In a remarkable display of market resilience, Affirm Holdings Inc. experienced a significant boost in its share prices, surging over 15% in after-hours trading following a successful report of its fiscal second-quarter results. This surge comes at a time when the broader economic landscape is fraught with uncertainties, particularly affecting the buy now, pay later (BNPL) sector, which has drawn both attention and skepticism from investors and analysts alike.
Affirm reported earnings per share (EPS) of 23 cents, an impressive result that stands in stark contrast to analysts’ expectations of a loss of 15 cents. This outperformance underlines the company’s ability to navigate a challenging economic environment effectively. In terms of revenue, Affirm posted $866 million, surpassing consensus estimates of $807 million. This growth trajectory is further exemplified by the company’s gross merchandise volume (GMV), which hit an impressive $10.1 billion. Fluctuating around analysts’ expectations of $9.64 billion, this marks the first time GMV has exceeded the $10 billion mark, reflecting a vigorous increase of 35% year-over-year.
Such robust revenue and GMV figures indicate that Affirm’s business model is resonating well with consumers, in spite of the increasing interest rates affecting consumer borrowing. The revenue increase of 47% from $591 million a year ago is particularly noteworthy and speaks volumes about Affirm’s market position. Aligned with this growth is the Revenue less Transaction Costs (RLTC), which escalated by 73% to reach $419 million. The RLTC margin of 4.1%, exceeding the anticipated long-term range of 3% to 4%, showcases the improved profitability metrics that Affirm is achieving.
During an interview with CNBC, CFO Rob O’Hare pointed out that while Affirm benefited from a $60 million gain due to a strategic repurchase of its convertible debt at a discount, the heart of its earnings growth can be attributed to robust business fundamentals. This duality of financial mechanisms exhibits a balanced approach to achieving sustainable growth. Looking ahead, Affirm projects revenue for the current quarter to be within the range of $755 million to $785 million, with an average estimate of $772 million from analysts—implying that the company continues to set realistic yet ambitious growth targets.
Affirm’s commitment to profitability on a Generally Accepted Accounting Principles (GAAP) basis by the end of fiscal quarter four in 2025 will be closely monitored by investors. This forward-looking stance not only addresses current market concerns but also lays the groundwork for future stability and growth.
Affirm’s active consumer base has scaled remarkably, with a 23% year-on-year increase bringing the total to 21 million users. This growth is further buoyed by the Affirm Card, which serves as a pivotal tool in driving overall usage. The card boasts 1.7 million active users, reflecting a staggering increase of over 136% since last year. With card volume more than doubling, it is clear that the strategic initiatives to enhance user engagement are yielding positive results.

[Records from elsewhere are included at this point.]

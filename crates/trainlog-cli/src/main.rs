//! trainlog CLI: record sets, import the progress workbook and review
//! weekly metrics from the terminal.

use std::io::{self, BufRead, IsTerminal, Write};
use std::path::{Path, PathBuf};

use anyhow::Result;
use clap::{Parser, Subcommand, ValueEnum};
use comfy_table::{presets::UTF8_FULL, Table};
use indicatif::{ProgressBar, ProgressStyle};
use tracing::warn;
use tracing_subscriber::EnvFilter;

use trainlog_core::dashboard::{self, Headline, WeekFilter};
use trainlog_core::ingest;
use trainlog_core::{
    compute_summary, storage, IngestReport, Ingestor, Session, SummaryRecord, TrainlogConfig,
    WeekLabel,
};
use trainlog_server::chart::{self, ChartMetric};
use trainlog_server::{serve, ServerConfig};

#[derive(Parser)]
#[command(
    name = "trainlog",
    about = "🏋️  trainlog: weekly strength training log",
    version
)]
struct Cli {
    /// Config file (default: ./trainlog.yaml)
    #[arg(long, global = true)]
    config: Option<PathBuf>,
    /// Record store CSV, overriding the config
    #[arg(long, global = true)]
    store: Option<PathBuf>,
    #[command(subcommand)]
    command: Commands,
}

#[derive(Clone, Copy, ValueEnum)]
enum OutputFormat {
    Table,
    Json,
    Csv,
}

#[derive(Subcommand)]
enum Commands {
    /// Show weekly metrics for one exercise
    Summary {
        /// Week label, or "all"
        #[arg(long, short)]
        week: Option<String>,
        /// Exercise (default: first available)
        #[arg(long, short)]
        exercise: Option<String>,
        /// Output format
        #[arg(long, short, value_enum, default_value_t = OutputFormat::Table)]
        format: OutputFormat,
    },
    /// List recorded weeks and exercises
    List {
        /// Only exercises with data in this week
        #[arg(long, short)]
        week: Option<String>,
    },
    /// Enter sets line by line and append them to the store
    Record {
        #[arg(long, short)]
        exercise: String,
        /// Week label (default: the current week)
        #[arg(long, short, conflicts_with_all = ["week_of_month", "month"])]
        week: Option<String>,
        /// Week of the month, 1-4
        #[arg(long, requires = "month")]
        week_of_month: Option<u8>,
        /// Month number, 1-12
        #[arg(long, requires = "week_of_month")]
        month: Option<u32>,
    },
    /// Rebuild the set list from the progress workbook
    Import {
        /// Workbook to read (default: from config)
        #[arg(long)]
        workbook: Option<PathBuf>,
        /// CSV file to write (default: the record store)
        #[arg(long, short)]
        output: Option<PathBuf>,
    },
    /// Write SVG charts of one exercise's weekly history
    Chart {
        #[arg(long, short)]
        exercise: String,
        /// Output directory (default: from config)
        #[arg(long)]
        out_dir: Option<PathBuf>,
    },
    /// Start the dashboard API server
    Serve {
        /// Host to bind to
        #[arg(long)]
        host: Option<String>,
        /// Port to bind to
        #[arg(long, short)]
        port: Option<u16>,
    },
    /// Print the effective configuration
    Config {
        /// Save it to the config file
        #[arg(long)]
        write: bool,
    },
}
//! trainlog-server: Axum web server exposing the training dashboard as a
//! JSON API with SVG charts.

pub mod api;
pub mod chart;
pub mod state;

use axum::Router;
use std::net::SocketAddr;
use tower_http::cors::{Any, CorsLayer};
use tracing::info;

pub use state::{AppState, ServerConfig};

/// Build the Axum router with all routes.
pub fn build_router(state: AppState) -> Router {
    let cors = CorsLayer::new()
        .allow_origin(Any)
        .allow_methods(Any)
        .allow_headers(Any);

    Router::new()
        .nest("/api", api::router())
        .with_state(state)
        .layer(cors)
}

/// Start the server on the given address.
pub async fn serve(config: ServerConfig) -> anyhow::Result<()> {
    let state = AppState::new(config.store_path.clone());
    let app = build_router(state);

    let addr: SocketAddr = format!("{}:{}", config.host, config.port).parse()?;
    info!(store = %config.store_path.display(), "Training dashboard at http://{}", addr);

    let listener = tokio::net::TcpListener::bind(addr).await?;
    axum::serve(listener, app).await?;
    Ok(())
}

The partnerships Affirm has forged with major players like Apple, Amazon, and Shopify also contribute significantly to its upward trajectory. A notable collaboration with Apple, allowing U.S. Apple Pay users on iPhones and iPads to apply for loans directly through Affirm, stands as a testament to the firm’s innovative approach to meet consumer needs in real-time. During the fiscal quarter, a rise in interest-free loans underscored an effective strategic maneuver, where merchants and sometimes manufacturers subsidize borrowing costs to stimulate sales. As noted by Libor Michalek, Affirm’s president, merchants often employ such growth-oriented strategies in preparation for high-sales periods.
The latest quarterly results from Affirm Holdings underscore the company’s potential to transcend traditional barriers within the financial technology landscape. The mixed strategy of leveraging high-profile partnerships alongside innovative product offerings has effectively positioned it for increased consumer adoption. While the journey to full profitability remains, Affirm’s focus on sustainable growth metrics—especially through improved RLTC margins and expanding user bases—positions the company favorably amidst fluctuating economic conditions. As Affirm continues to adapt to market demands and consumer behaviors, the focus on strategic partnerships and innovative features will be crucial in driving future success.